**Goal of the exercise:** Exactly reproduce the data from its first line through the line with "on anything unknown.", leaving out every line after it.

── Data in this exercise

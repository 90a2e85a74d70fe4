//! The issue-category and language catalog.
//!
//! One declarative table, validated at startup by construction: categories
//! are an enum, their routing is a typed [`Action`], and the classifier's
//! free-text output is funnelled through [`Category::from_key`] /
//! [`Lang::from_code`] which fall back to `Other` on anything unknown.

use serde::{Deserialize, Serialize};

/// Languages the classifier is allowed to report.
#[derive(Debug, Clone, Copy, PartialEq, Eq, Serialize, Deserialize)]
#[serde(rename_all = "lowercase")]
pub enum Lang {
    Lv,
    Ee,
    Ru,
    Eng,
    Other,
}

impl Lang {
    pub const KNOWN: [Lang; 4] = [Lang::Lv, Lang::Eng, Lang::Ru, Lang::Ee];

    pub fn code(&self) -> &'static str {
        match self {
            Lang::Lv => "lv",
            Lang::Ee => "ee",
            Lang::Ru => "ru",
            Lang::Eng => "eng",
            Lang::Other => "other",
        }
    }

    /// Parse a classifier-reported code. Unknown codes become `Other`.
    pub fn from_code(code: &str) -> Lang {
        match code.trim().to_lowercase().as_str() {
            "lv" => Lang::Lv,
            "ee" => Lang::Ee,
            "ru" => Lang::Ru,
            "eng" => Lang::Eng,
            _ => Lang::Other,
        }
    }
}

impl std::fmt::Display for Lang {
    fn fmt(&self, f: &mut std::fmt::Formatter<'_>) -> std::fmt::Result {
        f.write_str(self.code())
    }
}

/// What the engine does with a categorized ticket.
#[derive(Debug, Clone, Copy, PartialEq, Eq)]
pub enum Action {
    /// Emit a scripted reply; the template usually closes the ticket itself.
    Template(Template),
    /// Hand the ticket to a human via the escalation orchestrator.
    Escalate,
}

/// The scripted reply families. Text lives in the engine's reply tables;
/// this is only the selector.
#[derive(Debug, Clone, Copy, PartialEq, Eq)]
pub enum Template {
    GatherDropInfo,
    PaymentHelp,
    RestockInfo,
    ProductAvailability,
    ArrivalTime,
    Thanks,
    VoiceMessage,
}

/// Support-issue categories.
///
/// `VoiceMessage` is never returned by the classifier; the engine assigns
/// it directly on the voice/audio media shortcut.
#[derive(Debug, Clone, Copy, PartialEq, Eq, Hash)]
pub enum Category {
    CantFindDrop,
    DontKnowHowToPay,
    RestockRequest,
    ProductAvailability,
    ProductArrivalTime,
    UserSaysThanks,
    IssueResolvedByUser,
    Ok,
    WrongDropInfo,
    PaymentSentNoDrop,
    LessProductReceived,
    PackagingComplaint,
    BotBanned,
    OpinionOrInfoQuestion,
    ClosestDropToLocation,
    Other,
    VoiceMessage,
}

impl Category {
    /// Everything the classifier may pick from, in prompt order.
    pub const CLASSIFIABLE: [Category; 16] = [
        Category::CantFindDrop,
        Category::DontKnowHowToPay,
        Category::RestockRequest,
        Category::ProductAvailability,
        Category::ProductArrivalTime,
        Category::UserSaysThanks,
        Category::IssueResolvedByUser,
        Category::Ok,
        Category::WrongDropInfo,
        Category::PaymentSentNoDrop,
        Category::LessProductReceived,
        Category::PackagingComplaint,
        Category::BotBanned,
        Category::OpinionOrInfoQuestion,
        Category::ClosestDropToLocation,
        Category::Other,
    ];

    /// The stable key stored in `support_tickets.support_issue` and shown
    /// to the classifier.
    pub fn key(&self) -> &'static str {
        match self {
            Category::CantFindDrop => "cant_find_product_or_drop_or_dead_drop",
            Category::DontKnowHowToPay => "dont_know_how_to_pay",
            Category::RestockRequest => "restock_request_for_product_or_location",
            Category::ProductAvailability => "is_product_still_available",
            Category::ProductArrivalTime => "what_is_usual_product_arrival_time",
            Category::UserSaysThanks => "user_says_thanks",
            Category::IssueResolvedByUser => "issue_resolved_by_user",
            Category::Ok => "ok",
            Category::WrongDropInfo => "wrong_drop_info",
            Category::PaymentSentNoDrop => {
                "payment_sent_but_no_drop_or_product_or_location_or_coordinates"
            }
            Category::LessProductReceived => "less_product_received_than_expected",
            Category::PackagingComplaint => "kladmen_or_packaging_complaint",
            Category::BotBanned => "bot_banned_or_deleted_or_inaccessible",
            Category::OpinionOrInfoQuestion => "opinion_or_info_question",
            Category::ClosestDropToLocation => "can_you_get_me_the_closest_drop_to_x_location",
            Category::Other => "other",
            Category::VoiceMessage => "voice_message",
        }
    }

    /// Parse a stored or classifier-reported key. `None` for unknown keys —
    /// callers decide whether to substitute [`Category::Other`].
    pub fn from_key(key: &str) -> Option<Category> {
        let key = key.trim();
        [
            Category::VoiceMessage,
            Category::CantFindDrop,
            Category::DontKnowHowToPay,
            Category::RestockRequest,
            Category::ProductAvailability,
            Category::ProductArrivalTime,
            Category::UserSaysThanks,
            Category::IssueResolvedByUser,
            Category::Ok,
            Category::WrongDropInfo,
            Category::PaymentSentNoDrop,
            Category::LessProductReceived,
            Category::PackagingComplaint,
            Category::BotBanned,
            Category::OpinionOrInfoQuestion,
            Category::ClosestDropToLocation,
            Category::Other,
        ]
        .into_iter()
        .find(|c| c.key() == key)
    }

    /// The dispatch table (one place, typed). Escalation is a sentinel the
    /// engine resolves itself; handlers never escalate on their own.
    pub fn action(&self) -> Action {
        match self {
            Category::CantFindDrop => Action::Template(Template::GatherDropInfo),
            Category::DontKnowHowToPay => Action::Template(Template::PaymentHelp),
            Category::RestockRequest => Action::Template(Template::RestockInfo),
            Category::ProductAvailability => Action::Template(Template::ProductAvailability),
            Category::ProductArrivalTime => Action::Template(Template::ArrivalTime),
            Category::UserSaysThanks | Category::IssueResolvedByUser | Category::Ok => {
                Action::Template(Template::Thanks)
            }
            Category::VoiceMessage => Action::Template(Template::VoiceMessage),
            Category::WrongDropInfo
            | Category::PaymentSentNoDrop
            | Category::LessProductReceived
            | Category::PackagingComplaint
            | Category::BotBanned
            | Category::OpinionOrInfoQuestion
            | Category::ClosestDropToLocation
            | Category::Other => Action::Escalate,
        }
    }

    /// True for categories answered purely from templates. These are the
    /// only ones subject to the anti-loop suppression rule: repeating the
    /// same template-only question closes the ticket silently.
    pub fn is_template_only(&self) -> bool {
        !matches!(
            self,
            Category::CantFindDrop
                | Category::WrongDropInfo
                | Category::PaymentSentNoDrop
                | Category::LessProductReceived
                | Category::PackagingComplaint
                | Category::BotBanned
                | Category::OpinionOrInfoQuestion
                | Category::ClosestDropToLocation
                | Category::Other
        )
    }
}

impl std::fmt::Display for Category {
    fn fmt(&self, f: &mut std::fmt::Formatter<'_>) -> std::fmt::Result {
        f.write_str(self.key())
    }
}

/// Content label for one inbound message. Non-text messages are stored as
/// a bracketed placeholder so the ticket log stays plain text.
#[derive(Debug, Clone, Copy, PartialEq, Eq)]
pub enum ContentKind {
    Text,
    Photo,
    Video,
    Voice,
    Audio,
    Sticker,
    Animation,
    Document,
    VideoNote,
    Other,
}

impl ContentKind {
    pub fn placeholder(&self) -> &'static str {
        match self {
            ContentKind::Text => "",
            ContentKind::Photo => "(photo)",
            ContentKind::Video => "(video)",
            ContentKind::Voice => "(voice)",
            ContentKind::Audio => "(audio)",
            ContentKind::Sticker => "(sticker)",
            ContentKind::Animation => "(animation)",
            ContentKind::Document => "(document)",
            ContentKind::VideoNote => "(video_note)",
            ContentKind::Other => "(other)",
        }
    }
}

/// Stored-text checks used by the engine's media-only shortcuts.
pub fn is_visual_placeholder(text: &str) -> bool {
    matches!(text, "(photo)" | "(video)" | "(video_note)")
}

pub fn is_audio_placeholder(text: &str) -> bool {
    matches!(text, "(voice)" | "(audio)")
}

pub fn is_silent_placeholder(text: &str) -> bool {
    matches!(text, "(sticker)" | "(animation)" | "(document)" | "(other)")
}

/// True when `text` is non-empty and contains only emoji (plus joiners,
/// variation selectors and whitespace). Used to close emoji-only tickets
/// without a reply.
pub fn is_emoji_only(text: &str) -> bool {
    let mut seen_emoji = false;
    for ch in text.chars() {
        if ch.is_whitespace() {
            continue;
        }
        let cp = ch as u32;
        let is_emoji = matches!(cp,
            0x1F300..=0x1FAFF   // pictographs, transport, supplemental
            | 0x1F000..=0x1F2FF // mahjong, playing cards, regional indicators
            | 0x2600..=0x27BF   // misc symbols + dingbats
            | 0x2B00..=0x2BFF   // arrows, stars
            | 0xFE0E..=0xFE0F   // variation selectors
            | 0x200D            // zero-width joiner
        );
        if !is_emoji {
            return false;
        }
        if cp != 0x200D && !(0xFE0E..=0xFE0F).contains(&cp) {
            seen_emoji = true;
        }
    }
    seen_emoji
}

#[cfg(test)]
mod tests {
    use super::*;

    #[test]
    fn category_key_roundtrip() {
        for cat in Category::CLASSIFIABLE {
            assert_eq!(Category::from_key(cat.key()), Some(cat));
        }
        assert_eq!(
            Category::from_key("voice_message"),
            Some(Category::VoiceMessage)
        );
    }

    #[test]
    fn unknown_key_is_none() {
        assert_eq!(Category::from_key("refund_please"), None);
        assert_eq!(Category::from_key(""), None);
    }

    #[test]
    fn lang_validation_falls_back_to_other() {
        assert_eq!(Lang::from_code("lv"), Lang::Lv);
        assert_eq!(Lang::from_code(" ENG "), Lang::Eng);
        assert_eq!(Lang::from_code("de"), Lang::Other);
    }

    #[test]
    fn escalation_categories_are_not_template_only() {
        assert!(!Category::Other.is_template_only());
        assert!(!Category::CantFindDrop.is_template_only());
        assert!(!Category::WrongDropInfo.is_template_only());
        assert!(Category::DontKnowHowToPay.is_template_only());
        assert!(Category::UserSaysThanks.is_template_only());
        assert!(Category::VoiceMessage.is_template_only());
    }

    #[test]
    fn thanks_family_shares_one_template() {
        for cat in [
            Category::UserSaysThanks,
            Category::IssueResolvedByUser,
            Category::Ok,
        ] {
            assert_eq!(cat.action(), Action::Template(Template::Thanks));
        }
    }

    #[test]
    fn emoji_only_detection() {
        assert!(is_emoji_only("👍"));
        assert!(is_emoji_only("🙏 🙏🙏"));
        assert!(is_emoji_only("👨‍👩‍👧"));
        assert!(!is_emoji_only("thanks 👍"));
        assert!(!is_emoji_only("ok"));
        assert!(!is_emoji_only(""));
        assert!(!is_emoji_only("   "));
    }

    #[test]
    fn placeholder_families() {
        assert!(is_visual_placeholder("(photo)"));
        assert!(is_visual_placeholder("(video_note)"));
        assert!(!is_visual_placeholder("(voice)"));
        assert!(is_audio_placeholder("(audio)"));
        assert!(is_silent_placeholder("(sticker)"));
        assert!(!is_silent_placeholder("hello"));
    }
}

────

**Response below:**
repository 90a2e85a74d70fe4
//! The issue-category and language catalog.
//!
//! One declarative table, validated at startup by construction: categories
//! are an enum, their routing is a typed [`Action`], and the classifier's
//! free-text output is funnelled through [`Category::from_key`] /
//! [`Lang::from_code`] which fall back to `Other` on anything unknown.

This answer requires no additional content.